Il tema trattato dal regista, scrittore e sommelier di origine americana, è che “A Roma ( ma quasi ovunque in Italia) se entrate da sprovveduti in un ristorante – che sia un tempio dell’haute cuisine o una semplice trattoria – quasi certamente vi serviranno un vino dal sovraprezzo esorbitante, oppure tossico, o che tradisce la propria identità storica (se non tutti e tre insieme)”.

Intanto trovo singolare che il caporedattore della rivista patinata abbia fatto passare, senza colpo ferire, quella parola che Nossiter ha impiegato, intendendo chissà cosa.  Penso sia opportuno, in via preliminare, che qualcuno gli faccio omaggio di un vocabolario della lingua italiana. Recita infatti il Devoto-Oli che la parola “tossico” significa “provoca intossicazione, velenoso”.

E visto che il Nostro usa questa parola con una certa larghezza, è bene chiarire, anche perchè non credo che a Casale del Giglio, nota cantina del Lazio, abbiano preso molto bene la frase “ Un’azienda nella quale si usano sostanze chimiche-tossiche per qualsiasi cosa vivente”.

Diciamo che il Nostro fa un po’ di confusione oppure ha un debito di conoscenza da colmare al più presto: infatti è grave e calunnioso sostenere che nei ristoranti italiani si spacciano vini pericolosi per la salute umana. Se poi il rimedio sarebbero i cosiddetti vini naturali in contrapposizione ai “giganti” Frescobaldi, Antinori, Zonin e di altri imprenditori “proto-berlusconiani”, da Gaja in poi per intenderci, la questione diventa più complessa. Anche perché sempre secondo Nossiter i naturali avrebbero “letteralmente ridato vita al vino italiano”.

Sono opinioni rispettabili, certo, ma forse non abbiamo visto lo stesso film: la realtà italiana infatti è risorta, dopo lo scandalo del metanolo specialmente, per merito di tutto il settore vinicolo, grandi e piccoli produttori insieme. Se poi oggi i naturali sono una presenza trascurabile, seppur importante, figuriamoci a quell’epoca quando il termine nemmeno esisteva.  Quanto ai ristoratori di Roma e fuori, l’imputazione è di non essere curiosi perché non cercano i vini naturali – (ma è sicuro che non cerchino solo quelli?) –  e come se non bastasse sono pure esosi a causa dei ricarichi mostruosi solitamente praticati su tutti i vini.

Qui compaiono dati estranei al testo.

pub(crate) use parse::{parse_create_index, parse_create_view};
pub use reader::{open_dump, Compression, StatementReader};

use super::{
    database_name_from_path, Catalog, Introspector, RawIndex, RawTable, RawView, IMPLICIT_FLAG,
};
use crate::error::Result;
use ahash::AHashMap;
use once_cell::sync::Lazy;
use parse::CommentTarget;
use regex::Regex;
use std::path::PathBuf;
use tracing::{debug, trace};

/// MySQL versioned comments (`/*!50003 CREATE*/`) keep their content
static CONDITIONAL_COMMENT_RE: Lazy<Regex> =
    Lazy::new(|| Regex::new(r"(?s)/\*!\d*\s?(.*?)\*/").unwrap());

/// Plain block comments are dropped
static BLOCK_COMMENT_RE: Lazy<Regex> = Lazy::new(|| Regex::new(r"(?s)/\*.*?\*/").unwrap());

/// Statement kinds the catalog builder understands
#[derive(Debug, Clone, Copy, PartialEq, Eq)]
pub enum StatementKind {
    CreateTable,
    AlterTable,
    CreateIndex,
    CreateView,
    CreateTrigger,
    CreateRoutine,
    CreateEvent,
    CommentOn,
    Other,
}

impl StatementKind {
    /// Classify a statement by its leading keywords
    pub fn classify(stmt: &str) -> Self {
        let words: Vec<String> = stmt
            .split_whitespace()
            .take(8)
            .map(|w| w.to_ascii_uppercase())
            .collect();
        let first = words.first().map(String::as_str).unwrap_or("");

        match first {
            "ALTER" if words.get(1).map(String::as_str) == Some("TABLE") => {
                StatementKind::AlterTable
            }
            "COMMENT" if words.get(1).map(String::as_str) == Some("ON") => {
                StatementKind::CommentOn
            }
            "CREATE" => {
                for word in &words[1..] {
                    let word = word.split('(').next().unwrap_or(word);
                    match word {
                        "TABLE" => return StatementKind::CreateTable,
                        "INDEX" => return StatementKind::CreateIndex,
                        "VIEW" => return StatementKind::CreateView,
                        "TRIGGER" => return StatementKind::CreateTrigger,
                        "PROCEDURE" | "FUNCTION" => return StatementKind::CreateRoutine,
                        "EVENT" => return StatementKind::CreateEvent,
                        _ => {}
                    }
                }
                StatementKind::Other
            }
            _ => StatementKind::Other,
        }
    }
}
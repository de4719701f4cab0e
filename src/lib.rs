//! Describe a relational database schema.
//!
//! A [`catalog::Introspector`] reads raw metadata, [`schema::SchemaBuilder`]
//! filters, normalizes and links it into an immutable [`schema::Schema`], and
//! the [`diagram`] and [`render`] modules turn that into DOT, JSON and HTML.

pub mod catalog;
pub mod comment;
pub mod config;
pub mod diagram;
pub mod error;
pub mod filter;
pub mod json_schema;
pub mod render;
pub mod schema;

pub use error::{DescribeError, Result};
//! Seat allocation behavior exercised through the public services API,
//! simulating the occupancy sets the database would produce.

use std::collections::HashSet;

use hospital_transport::services::seats::{
    compute_availability, validate_seat_request, SeatRejection, PRIORITY_SEAT_LIMIT, TOTAL_SEATS,
};

fn occupied(seats: &[i32]) -> HashSet<i32> {
    seats.iter().copied().collect()
}

#[test]
fn empty_day_reports_every_seat() {
    let availability = compute_availability(&HashSet::new(), false);

    assert_eq!(availability.len(), TOTAL_SEATS as usize);
    for entry in &availability {
        assert_eq!(entry.is_priority_only, entry.seat_number <= PRIORITY_SEAT_LIMIT);
        assert_eq!(entry.is_available, entry.seat_number > PRIORITY_SEAT_LIMIT);
    }
}

#[test]
fn unavailable_seats_match_occupancy_for_priority_viewer() {
    let set = occupied(&[1, 5, 23, 46]);
    let availability = compute_availability(&set, true);

    let unavailable: HashSet<i32> = availability
        .iter()
        .filter(|e| !e.is_available)
        .map(|e| e.seat_number)
        .collect();

    assert_eq!(unavailable, set);
}

#[test]
fn repeated_queries_agree_when_nothing_changes() {
    let set = occupied(&[2, 9, 30]);
    let first = compute_availability(&set, false);
    let second = compute_availability(&set, false);

    assert_eq!(first.len(), second.len());
    for (a, b) in first.iter().zip(second.iter()) {
        assert_eq!(a.seat_number, b.seat_number);
        assert_eq!(a.is_available, b.is_available);
    }
}

#[test]
fn priority_seat_rules_on_booking() {
    let set = HashSet::new();

    assert_eq!(
        validate_seat_request(&set, 2, false, None),
        Err(SeatRejection::PriorityRequired)
    );
    assert_eq!(validate_seat_request(&set, 2, true, None), Ok(()));
}

#[test]
fn companion_seats_count_as_occupied() {
    // A booking holding seat 10 with companion on 11 blocks both
    let set = occupied(&[10, 11]);

    assert_eq!(
        validate_seat_request(&set, 11, false, None),
        Err(SeatRejection::SeatTaken)
    );
    assert_eq!(
        validate_seat_request(&set, 12, false, Some(10)),
        Err(SeatRejection::CompanionSeatTaken)
    );
}

#[test]
fn both_sides_of_a_race_can_pass_validation() {
    // Two requests for the same seat validated against the same snapshot:
    // the checker accepts both; only the database unique index on
    // (day, seat) decides the winner at insert time.
    let snapshot = HashSet::new();

    assert_eq!(validate_seat_request(&snapshot, 20, false, None), Ok(()));
    assert_eq!(validate_seat_request(&snapshot, 20, false, None), Ok(()));

    // After the winner commits, a re-read snapshot rejects the loser's retry
    let after_insert = occupied(&[20]);
    assert_eq!(
        validate_seat_request(&after_insert, 20, false, None),
        Err(SeatRejection::SeatTaken)
    );
}

#[test]
fn cancellation_frees_the_seat() {
    let mut set = occupied(&[15]);
    assert_eq!(
        validate_seat_request(&set, 15, false, None),
        Err(SeatRejection::SeatTaken)
    );

    // Soft-deleting the booking removes its seats from the occupied set
    set.remove(&15);
    assert_eq!(validate_seat_request(&set, 15, false, None), Ok(()));
    assert!(compute_availability(&set, false)[14].is_available);
}
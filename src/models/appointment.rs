use chrono::{NaiveDate, NaiveDateTime};
use serde::Serialize;
use sqlx::{FromRow, PgPool};
use uuid::Uuid;

#[derive(Debug, Clone, FromRow, Serialize)]
pub struct Appointment {
    pub id: Uuid,
    pub patient_id: Uuid,
    pub medical_record_number: String,
    pub destination_hospital: String,
    pub treatment_type: i32,
    pub treatment_type_other: Option<String>,
    pub is_priority: bool,
    pub seat_number: i32,
    pub appointment_date: NaiveDateTime,
    pub companion_id: Option<Uuid>,
    pub companion_seat_number: Option<i32>,
    pub created_by_user_id: Uuid,
    pub is_ticket_printed: bool,
    pub printed_at: Option<NaiveDateTime>,
    pub created_at: NaiveDateTime,
    pub updated_at: Option<NaiveDateTime>,
    pub is_active: bool,
}

// Treatment frequency codes used by the booking form (1..=4)
#[derive(Debug, Clone, Copy, PartialEq, Eq)]
pub enum TreatmentType {
    Semanal,
    Mensal,
    Trimestral,
    Outro,
}

impl TreatmentType {
    pub fn from_code(code: i32) -> Option<Self> {
        match code {
            1 => Some(Self::Semanal),
            2 => Some(Self::Mensal),
            3 => Some(Self::Trimestral),
            4 => Some(Self::Outro),
            _ => None,
        }
    }

    pub fn label(&self) -> &'static str {
        match self {
            Self::Semanal => "Semanal",
            Self::Mensal => "Mensal",
            Self::Trimestral => "Trimestral",
            Self::Outro => "Outro",
        }
    }
}

// "Outro - <detail>" when the free-text field was filled in
pub fn treatment_description(code: i32, other: Option<&str>) -> String {
    let label = TreatmentType::from_code(code)
        .map(|t| t.label().to_string())
        .unwrap_or_else(|| code.to_string());

    match (TreatmentType::from_code(code), other) {
        (Some(TreatmentType::Outro), Some(detail)) if !detail.is_empty() => {
            format!("{} - {}", label, detail)
        }
        _ => label,
    }
}

pub struct NewAppointment<'a> {
    pub patient_id: Uuid,
    pub medical_record_number: &'a str,
    pub destination_hospital: &'a str,
    pub treatment_type: i32,
    pub treatment_type_other: Option<&'a str>,
    pub is_priority: bool,
    pub seat_number: i32,
    pub appointment_date: NaiveDateTime,
    pub companion_id: Option<Uuid>,
    pub companion_seat_number: Option<i32>,
    pub created_by_user_id: Uuid,
}

impl Appointment {
    pub async fn insert(pool: &PgPool, new: NewAppointment<'_>) -> Result<Appointment, sqlx::Error> {
        sqlx::query_as::<_, Appointment>(
            r#"
            INSERT INTO appointments
                (id, patient_id, medical_record_number, destination_hospital,
                 treatment_type, treatment_type_other, is_priority, seat_number,
                 appointment_date, companion_id, companion_seat_number, created_by_user_id)
            VALUES ($1, $2, $3, $4, $5, $6, $7, $8, $9, $10, $11, $12)
            RETURNING *
            "#,
        )
        .bind(Uuid::new_v4())
        .bind(new.patient_id)
        .bind(new.medical_record_number)
        .bind(new.destination_hospital)
        .bind(new.treatment_type)
        .bind(new.treatment_type_other)
        .bind(new.is_priority)
        .bind(new.seat_number)
        .bind(new.appointment_date)
        .bind(new.companion_id)
        .bind(new.companion_seat_number)
        .bind(new.created_by_user_id)
        .fetch_one(pool)
        .await
    }

    pub async fn find_by_id(pool: &PgPool, id: Uuid) -> Result<Option<Appointment>, sqlx::Error> {
        sqlx::query_as::<_, Appointment>("SELECT * FROM appointments WHERE id = $1")
            .bind(id)
            .fetch_optional(pool)
            .await
    }

    pub async fn list_active(pool: &PgPool) -> Result<Vec<Appointment>, sqlx::Error> {
        sqlx::query_as::<_, Appointment>(
            "SELECT * FROM appointments WHERE is_active = TRUE ORDER BY created_at DESC",
        )
        .fetch_all(pool)
        .await
    }

    pub async fn recent(pool: &PgPool, count: i64) -> Result<Vec<Appointment>, sqlx::Error> {
        sqlx::query_as::<_, Appointment>(
            "SELECT * FROM appointments WHERE is_active = TRUE ORDER BY created_at DESC LIMIT $1",
        )
        .bind(count)
        .fetch_all(pool)
        .await
    }

    // All active bookings whose timestamp falls on the given calendar day,
    // seat-ascending (the passenger list order)
    pub async fn by_date(pool: &PgPool, date: NaiveDate) -> Result<Vec<Appointment>, sqlx::Error> {
        let start = date.and_time(chrono::NaiveTime::MIN);
        let end = start + chrono::Duration::days(1);

        sqlx::query_as::<_, Appointment>(
            r#"
            SELECT * FROM appointments
            WHERE is_active = TRUE
              AND appointment_date >= $1
              AND appointment_date < $2
            ORDER BY seat_number
            "#,
        )
        .bind(start)
        .bind(end)
        .fetch_all(pool)
        .await
    }

    pub async fn by_year(pool: &PgPool, year: i32) -> Result<Vec<Appointment>, sqlx::Error> {
        let start = NaiveDate::from_ymd_opt(year, 1, 1)
            .ok_or_else(|| sqlx::Error::Protocol(format!("invalid year {}", year)))?
            .and_time(chrono::NaiveTime::MIN);
        let end = NaiveDate::from_ymd_opt(year + 1, 1, 1)
            .ok_or_else(|| sqlx::Error::Protocol(format!("invalid year {}", year)))?
            .and_time(chrono::NaiveTime::MIN);

        sqlx::query_as::<_, Appointment>(
            r#"
            SELECT * FROM appointments
            WHERE is_active = TRUE
              AND appointment_date >= $1
              AND appointment_date < $2
            ORDER BY appointment_date
            "#,
        )
        .bind(start)
        .bind(end)
        .fetch_all(pool)
        .await
    }

    pub async fn search(pool: &PgPool, term: &str) -> Result<Vec<Appointment>, sqlx::Error> {
        let name_pattern = format!("%{}%", term.to_lowercase().trim());
        let doc_pattern = format!("%{}%", term.trim());

        sqlx::query_as::<_, Appointment>(
            r#"
            SELECT a.* FROM appointments a
            JOIN patients p ON p.id = a.patient_id
            WHERE a.is_active = TRUE
              AND (LOWER(p.full_name) LIKE $1
                   OR p.cpf LIKE $2
                   OR p.sus_card_number LIKE $2
                   OR a.medical_record_number LIKE $2
                   OR LOWER(a.destination_hospital) LIKE $1)
            ORDER BY a.created_at DESC
            LIMIT 50
            "#,
        )
        .bind(name_pattern)
        .bind(doc_pattern)
        .fetch_all(pool)
        .await
    }

    pub async fn mark_ticket_printed(pool: &PgPool, id: Uuid) -> Result<bool, sqlx::Error> {
        sqlx::query(
            r#"
            UPDATE appointments
            SET is_ticket_printed = TRUE, printed_at = NOW(), updated_at = NOW()
            WHERE id = $1
            "#,
        )
        .bind(id)
        .execute(pool)
        .await
        .map(|r| r.rows_affected() > 0)
    }

    // Soft delete; the partial unique index releases the seat for that day
    pub async fn deactivate(pool: &PgPool, id: Uuid) -> Result<bool, sqlx::Error> {
        sqlx::query("UPDATE appointments SET is_active = FALSE, updated_at = NOW() WHERE id = $1")
            .bind(id)
            .execute(pool)
            .await
            .map(|r| r.rows_affected() > 0)
    }
}

#[cfg(test)]
mod tests {
    use super::*;

    #[test]
    fn treatment_codes_map_to_labels() {
        assert_eq!(TreatmentType::from_code(1), Some(TreatmentType::Semanal));
        assert_eq!(TreatmentType::from_code(4), Some(TreatmentType::Outro));
        assert_eq!(TreatmentType::from_code(0), None);
        assert_eq!(TreatmentType::from_code(5), None);
        assert_eq!(TreatmentType::Trimestral.label(), "Trimestral");
    }

    #[test]
    fn other_treatment_appends_detail() {
        assert_eq!(treatment_description(2, None), "Mensal");
        assert_eq!(treatment_description(4, None), "Outro");
        assert_eq!(
            treatment_description(4, Some("Fisioterapia")),
            "Outro - Fisioterapia"
        );
        // Detail on a non-Outro type is ignored
        assert_eq!(treatment_description(1, Some("x")), "Semanal");
    }
}
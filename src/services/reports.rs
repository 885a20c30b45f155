//! Annual report aggregation over a year's bookings.

use chrono::Datelike;
use std::collections::HashMap;

use crate::models::appointment::{treatment_description, Appointment};

const MONTH_NAMES: [&str; 12] = [
    "Janeiro",
    "Fevereiro",
    "Março",
    "Abril",
    "Maio",
    "Junho",
    "Julho",
    "Agosto",
    "Setembro",
    "Outubro",
    "Novembro",
    "Dezembro",
];

#[derive(Debug, Clone)]
pub struct AnnualReport {
    pub year: i32,
    pub total_appointments: usize,
    pub total_passengers: usize,
    pub total_priority_passengers: usize,
    pub total_companions: usize,
    pub unique_destinations: usize,
    /// (month name, count), calendar order, months without trips omitted
    pub by_month: Vec<(String, usize)>,
    /// (treatment label, count), most frequent first
    pub by_treatment_type: Vec<(String, usize)>,
    /// (destination, count), top 10 most frequent first
    pub by_destination: Vec<(String, usize)>,
}

pub fn build_annual_report(year: i32, appointments: &[Appointment]) -> AnnualReport {
    let total_companions = appointments.iter().filter(|a| a.companion_id.is_some()).count();

    let mut month_counts = [0usize; 12];
    let mut treatment_counts: HashMap<String, usize> = HashMap::new();
    let mut destination_counts: HashMap<String, usize> = HashMap::new();

    for appointment in appointments {
        let month = appointment.appointment_date.month0() as usize;
        month_counts[month] += 1;

        let treatment = treatment_description(appointment.treatment_type, None);
        *treatment_counts.entry(treatment).or_insert(0) += 1;

        *destination_counts
            .entry(appointment.destination_hospital.clone())
            .or_insert(0) += 1;
    }

    let by_month = month_counts
        .iter()
        .enumerate()
        .filter(|(_, &count)| count > 0)
        .map(|(i, &count)| (MONTH_NAMES[i].to_string(), count))
        .collect();

    let mut by_treatment_type: Vec<(String, usize)> = treatment_counts.into_iter().collect();
    by_treatment_type.sort_by(|a, b| b.1.cmp(&a.1).then_with(|| a.0.cmp(&b.0)));

    let unique_destinations = destination_counts.len();
    let mut by_destination: Vec<(String, usize)> = destination_counts.into_iter().collect();
    by_destination.sort_by(|a, b| b.1.cmp(&a.1).then_with(|| a.0.cmp(&b.0)));
    by_destination.truncate(10);

    AnnualReport {
        year,
        total_appointments: appointments.len(),
        total_passengers: appointments.len() + total_companions,
        total_priority_passengers: appointments.iter().filter(|a| a.is_priority).count(),
        total_companions,
        unique_destinations,
        by_month,
        by_treatment_type,
        by_destination,
    }
}

#[cfg(test)]
mod tests {
    use super::*;
    use chrono::NaiveDate;
    use uuid::Uuid;

    fn appointment(month: u32, treatment: i32, destination: &str, priority: bool, companion: bool) -> Appointment {
        let date = NaiveDate::from_ymd_opt(2025, month, 15)
            .unwrap()
            .and_hms_opt(7, 0, 0)
            .unwrap();
        Appointment {
            id: Uuid::new_v4(),
            patient_id: Uuid::new_v4(),
            medical_record_number: "12345".to_string(),
            destination_hospital: destination.to_string(),
            treatment_type: treatment,
            treatment_type_other: None,
            is_priority: priority,
            seat_number: 10,
            appointment_date: date,
            companion_id: companion.then(Uuid::new_v4),
            companion_seat_number: companion.then_some(11),
            created_by_user_id: Uuid::new_v4(),
            is_ticket_printed: false,
            printed_at: None,
            created_at: date,
            updated_at: None,
            is_active: true,
        }
    }

    #[test]
    fn empty_year_produces_zeroed_report() {
        let report = build_annual_report(2025, &[]);
        assert_eq!(report.total_appointments, 0);
        assert_eq!(report.total_passengers, 0);
        assert!(report.by_month.is_empty());
        assert!(report.by_treatment_type.is_empty());
        assert!(report.by_destination.is_empty());
    }

    #[test]
    fn totals_count_companions_as_passengers() {
        let appointments = vec![
            appointment(1, 1, "Hospital A", true, true),
            appointment(1, 2, "Hospital A", false, false),
            appointment(3, 1, "Hospital B", false, true),
        ];
        let report = build_annual_report(2025, &appointments);

        assert_eq!(report.total_appointments, 3);
        assert_eq!(report.total_passengers, 5);
        assert_eq!(report.total_priority_passengers, 1);
        assert_eq!(report.total_companions, 2);
        assert_eq!(report.unique_destinations, 2);
    }

    #[test]
    fn months_come_out_in_calendar_order() {
        let appointments = vec![
            appointment(11, 1, "Hospital A", false, false),
            appointment(2, 1, "Hospital A", false, false),
            appointment(2, 1, "Hospital A", false, false),
        ];
        let report = build_annual_report(2025, &appointments);

        assert_eq!(
            report.by_month,
            vec![("Fevereiro".to_string(), 2), ("Novembro".to_string(), 1)]
        );
    }

    #[test]
    fn breakdowns_rank_by_frequency() {
        let appointments = vec![
            appointment(1, 2, "Hospital B", false, false),
            appointment(2, 2, "Hospital B", false, false),
            appointment(3, 1, "Hospital A", false, false),
        ];
        let report = build_annual_report(2025, &appointments);

        assert_eq!(report.by_treatment_type[0], ("Mensal".to_string(), 2));
        assert_eq!(report.by_treatment_type[1], ("Semanal".to_string(), 1));
        assert_eq!(report.by_destination[0], ("Hospital B".to_string(), 2));
    }

    #[test]
    fn destination_list_keeps_only_top_ten() {
        let mut appointments = Vec::new();
        for i in 0..12 {
            appointments.push(appointment(1, 1, &format!("Hospital {}", i), false, false));
        }
        let report = build_annual_report(2025, &appointments);

        assert_eq!(report.unique_destinations, 12);
        assert_eq!(report.by_destination.len(), 10);
    }
}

Debbo dire che la questione del prezzo del vino al ristorante non si può prorio considerare come l’ultima novità in materia di dibattiti. Sono convinto di averla letta anche qualche altra volta. Comunque il contributo di Nossiter nell’annosa questione non sembra sia particolarmente originale rispetto a quanto è stato detto e scritto finora. Certo anche in questo caso riproporre come antidoto i vini naturali non mi sembra proprio geniale visto che molto spesso non solo puzzano e presentano svariati difetti ma sono pure assai carestosi (sono cari. n.d.r.). Insomma ci sono anche delle lodevolissime eccezioni ma non così numerose come si vuol far credere.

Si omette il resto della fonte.